Nuevos horizontes en Marketing Alternativo

Flash mobs como herramienta publicitaria

Un flash mob consiste en una multitud congregada de manera espontánea y efímera en un espacio público, que realiza una acción inesperada o fuera de lo común e inmediatamente se dispersa. La convocatoria, según establecen los cultores de esta movida, debe realizarse vía blogs, cadenas de mails o SMS, aunque el verdadero secreto del éxito reside en la más antigua de las técnicas: el boca a boca.

Estas intervenciones repentinas tienen una fuerte herencia de la corriente conocida como Performance art (o arte en vivo), que engloba movimientos artísticos tales como el arte conceptual y los happenings. Según esta corriente la obra es la acción, y el efecto de la misma se basa en el asombro, la improvisación y el sentido de la estética.

El Performance Art tuvo su auge durante la década de los ‘70s, pero a partir del éxito masivo de los flash mobs se generó una especie de revival en todo el mundo: pillow fights, abrazos gratis, “tiroteos”, coreografías multitudinarias, o congelamientos, son todos ejemplos de una misma tendencia en expansión.

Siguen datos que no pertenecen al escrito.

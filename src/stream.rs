use crate::error::{PipelineError, Result};
use crate::stats::{PipelineStats, StageStats};
use crossbeam::channel::{bounded, Receiver, Sender};
use std::sync::Arc;
use std::thread::{spawn, JoinHandle};
use std::time::Instant;

/// A stage thread together with the name reported if it panics
struct Worker {
    stage: String,
    handle: JoinHandle<()>,
}

/// A concurrent pipeline over a finite ordered sequence.
///
/// Each attached stage runs on its own thread and hands elements to the next
/// stage through a rendezvous channel: a send blocks until the receiver is
/// ready, so a slow downstream stage stalls every upstream producer back to
/// the source. Dropping any receiver makes the upstream sends fail, which
/// unwinds the whole chain without leaking threads; [`Stream::limit`] and an
/// early-dropped pipeline both rely on this.
///
/// Exactly one terminal call ([`Stream::reduce`] or [`Stream::collect`])
/// drains the pipeline; both join every stage thread before returning.
///
/// Order is preserved through `filter`/`map`/`flat_map`/`limit`. A
/// [`Stream::parallel`] stage with more than one worker deliberately gives
/// up ordering: downstream sees whatever interleaving the racing workers
/// produce, and only the multiset of elements is guaranteed.
pub struct Stream<T> {
    rx: Receiver<T>,
    workers: Vec<Worker>,
    stats: PipelineStats,
}

impl<T: Send + 'static> Stream<T> {
    /// Start a pipeline from an in-memory sequence.
    ///
    /// Spawns the source thread immediately; it sends each element in order
    /// and closes the channel by dropping its sender when done.
    pub fn from_vec(items: Vec<T>) -> Self {
        let stats = PipelineStats::default();
        let stage = stats.register("source");
        let (tx, rx) = bounded(0);

        let handle = spawn(move || {
            for item in items {
                if tx.send(item).is_err() {
                    // Downstream hung up; stop producing.
                    return;
                }
                stage.record_forwarded();
            }
        });

        Self {
            rx,
            workers: vec![Worker {
                stage: "source".into(),
                handle,
            }],
            stats,
        }
    }

    /// Replace the current output channel with a new one fed by a fresh
    /// stage thread that drains the previous channel.
    fn attach<F>(mut self, name: &str, body: F) -> Self
    where
        F: FnOnce(Receiver<T>, Sender<T>, Arc<StageStats>) + Send + 'static,
    {
        let stage = self.stats.register(name);
        let (tx, rx) = bounded(0);
        let upstream = std::mem::replace(&mut self.rx, rx);

        let handle = spawn(move || body(upstream, tx, stage));
        self.workers.push(Worker {
            stage: name.into(),
            handle,
        });
        self
    }

    /// Keep only elements for which `predicate` returns true, in order.
    pub fn filter<P>(self, predicate: P) -> Self
    where
        P: Fn(&T) -> bool + Send + 'static,
    {
        self.attach("filter", move |rx, tx, stats| {
            for item in rx {
                let start = Instant::now();
                let keep = predicate(&item);
                stats.record_latency(start.elapsed().as_nanos() as u64);

                if keep {
                    if tx.send(item).is_err() {
                        return;
                    }
                    stats.record_forwarded();
                } else {
                    stats.record_discarded();
                }
            }
        })
    }

    /// Transform each element, preserving order and length.
    ///
    /// `transform` must not panic; a panic kills the stage thread and is
    /// reported by the terminal call as [`PipelineError::StagePanicked`].
    pub fn map<F>(self, transform: F) -> Self
    where
        F: Fn(T) -> T + Send + 'static,
    {
        self.attach("map", move |rx, tx, stats| {
            for item in rx {
                let start = Instant::now();
                let result = transform(item);
                stats.record_latency(start.elapsed().as_nanos() as u64);

                if tx.send(result).is_err() {
                    return;
                }
                stats.record_forwarded();
            }
        })
    }

    /// Expand each element into zero or more elements.
    ///
    /// A single worker drains the source, so order is preserved both within
    /// one element's expansion and across elements.
    pub fn flat_map<F>(self, expand: F) -> Self
    where
        F: Fn(T) -> Vec<T> + Send + 'static,
    {
        self.attach("flat_map", move |rx, tx, stats| {
            for item in rx {
                let start = Instant::now();
                let expanded = expand(item);
                stats.record_latency(start.elapsed().as_nanos() as u64);

                for output in expanded {
                    if tx.send(output).is_err() {
                        return;
                    }
                    stats.record_forwarded();
                }
            }
        })
    }

    /// Forward at most the first `n` elements, then stop.
    ///
    /// Once the cap is reached the stage stops reading and drops its
    /// receiver, so upstream producers see a failed send and terminate
    /// instead of blocking forever. `limit(0)` yields an empty stream.
    pub fn limit(self, n: usize) -> Self {
        self.attach("limit", move |rx, tx, stats| {
            if n == 0 {
                return;
            }
            let mut sent = 0usize;
            for item in rx {
                if tx.send(item).is_err() {
                    return;
                }
                stats.record_forwarded();
                sent += 1;
                if sent == n {
                    // Dropping rx here cancels the upstream chain.
                    return;
                }
            }
        })
    }

    /// Fan consumption out across `workers` threads racing on one shared
    /// input and one shared output.
    ///
    /// Elements pass through unmodified but in whatever order the workers
    /// happen to forward them; with one worker the stage degenerates to an
    /// order-preserving passthrough. The output closes when the last worker
    /// exits and drops its sender clone.
    pub fn parallel(mut self, workers: usize) -> Result<Self> {
        if workers == 0 {
            return Err(PipelineError::NoWorkers);
        }

        let stage = self.stats.register("parallel");
        let (tx, rx) = bounded(0);
        let upstream = std::mem::replace(&mut self.rx, rx);

        for i in 0..workers {
            let rx = upstream.clone();
            let tx = tx.clone();
            let stats = Arc::clone(&stage);

            let handle = spawn(move || {
                for item in rx {
                    if tx.send(item).is_err() {
                        return;
                    }
                    stats.record_forwarded();
                }
            });
            self.workers.push(Worker {
                stage: format!("parallel-{i}"),
                handle,
            });
        }
        drop(tx);

        Ok(self)
    }

    /// Drain the pipeline, folding every element into an accumulator.
    ///
    /// This is a true left-fold: `acc = combine(acc, element)` for each
    /// element in receive order, starting from `initial`.
    pub fn reduce<F>(self, initial: T, combine: F) -> Result<T>
    where
        F: FnMut(T, T) -> T,
    {
        let Self { rx, workers, .. } = self;
        let folded = rx.into_iter().fold(initial, combine);
        join_all(workers)?;
        Ok(folded)
    }

    /// Drain the pipeline into a `Vec` in receive order.
    pub fn collect(self) -> Result<Vec<T>> {
        let Self { rx, workers, .. } = self;
        let items: Vec<T> = rx.into_iter().collect();
        join_all(workers)?;
        Ok(items)
    }

    /// Clonable handle to this pipeline's per-stage counters.
    ///
    /// Take the handle before the terminal call; it stays valid after the
    /// pipeline has been drained.
    pub fn stats(&self) -> PipelineStats {
        self.stats.clone()
    }
}

impl<T: Send + 'static> From<Vec<T>> for Stream<T> {
    fn from(items: Vec<T>) -> Self {
        Self::from_vec(items)
    }
}

/// Join every stage thread, reporting the first panicked stage.
///
/// All handles are joined even after a panic is seen, so no thread outlives
/// the terminal call.
fn join_all(workers: Vec<Worker>) -> Result<()> {
    let mut panicked = None;
    for worker in workers {
        if worker.handle.join().is_err() && panicked.is_none() {
            panicked = Some(worker.stage);
        }
    }
    match panicked {
        Some(stage) => Err(PipelineError::StagePanicked { stage }),
        None => Ok(()),
    }
}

Como eco de la repercusión de esta propuesta a nivel mundial, en Noviembre de 2006 se organizó el primer flashmob en Argentina: una multitudinaria batalla de almohadas frente al Planetario de Buenos Aires. El evento, un hecho absurdo para algunos y simpático según otros, no pasó desapercibido para nadie. Mucho menos para sus miles de participantes, que prácticamente destacaron la experiencia como una causa generacional, difundida y debatida hasta el cansancio en blogs y fotologs. En cualquiera de los casos, la guerra de almohadas cumplió con la premisa fundamental de todo flash mob: atraer la atención y viralizarse a gran velocidad.

Flash mobs publicitarios

La publicidad, bajo su premisa “renovarse o morir” no tardó mucho en descubrir el enorme potencial de los flash mobs en materia de generar buzz y repercusión mediática.

En enero de 2009 la compañía inglesa de telefonía movil T-mobile decidió utilizar este recurso para su nueva campaña, creada por Saatchi & Saatchi. Bajo el slogan “Life is for sharing”, la marca convocó a 400 bailarines (después de unas 10 mil audiciones) que irrumpieron en la Estación de Liverpool en hora pico. Más parecido a una superproducción que a un movimiento espontáneo, se mezclaron entre la gente para bailar la T-dance: un mashup de 8 temas clásicos filmado a 10 cámaras y editado en forma de comercial. Ya al día siguiente viralizaba la blogósfera como refuerzo de la campaña en TV. La T-dance fue un éxito: al día de hoy lleva más de 15 millones de views en youtube, llegando a mercados en donde la marca ni siquiera tiene alcance.

The T-Dance

El suceso generado a partir de la T-dance alentó a los creativos a repetir la fórmula, esta vez incursionando en el canto. No exactamente ellos, pero si las 13 mil personas que se acercaron a Trafalgar Square para ser parte del T-Mobile Sing Along, en mayo de 2009.

T Mobile Sing-along

Hubo flash mobs anteriores asociados a marcas, cuyo origen nunca pudo determinarse con exactitud. Es el ejemplo de I-Pod y el Silent Disco (también conocido como Mobile Clubbing), que atrajo a 4 mil ravers con sus auriculares conectados al Ipod, y copando la estación londinense de Victoria, bailaron durante casi dos horas al ritmo de su propia música. Nadie sabe si se trató de una acción impulsada por la marca o de un movimiento autoconvocado. De todas maneras, las imágenes de miles de personas con su Ipod en la mano impactaron en el mundo entero.

Ipod – Silent Disco

También existen intentos ¿frustrados? de publicidades basadas en la técnica del flash mob, como el caso de Nintendo y su pieza “bang” para Xbox 360. Filmado en la Estación Retiro, el comercial mostraba una cadena de “disparos” de cientos de personas, pero fue prohibido al poco tiempo de su salida al aire por considerarlo una influencia peligrosa para chicos. Sin embargo, youtube hizo lo suyo y lo convirtió en una de las piezas más viralizadas de los últimos tiempos.

Xbox 360 “Bang”

La novedad, lo inusual y lo masivo convierten a un hecho cualquiera en un suceso prensable. Por eso un flash mob con buena convocatoria, siempre es noticia. Esto resulta más que interesante en materia de branding, teniendo en cuenta que una campaña que cuesta la mitad, puede impactar el doble, y conseguir sin inversión alguna la atención de los medios en lugar de pagar por un espacio publicitario tradicional.

El flash mob se suma a la lista de alternativas en materia de BTL, ofreciendo alto impacto, prensabilidad y gran velocidad de expansión a través del boca a boca, ventajas que no son para desestimar si estás pensando en tu próxima campaña.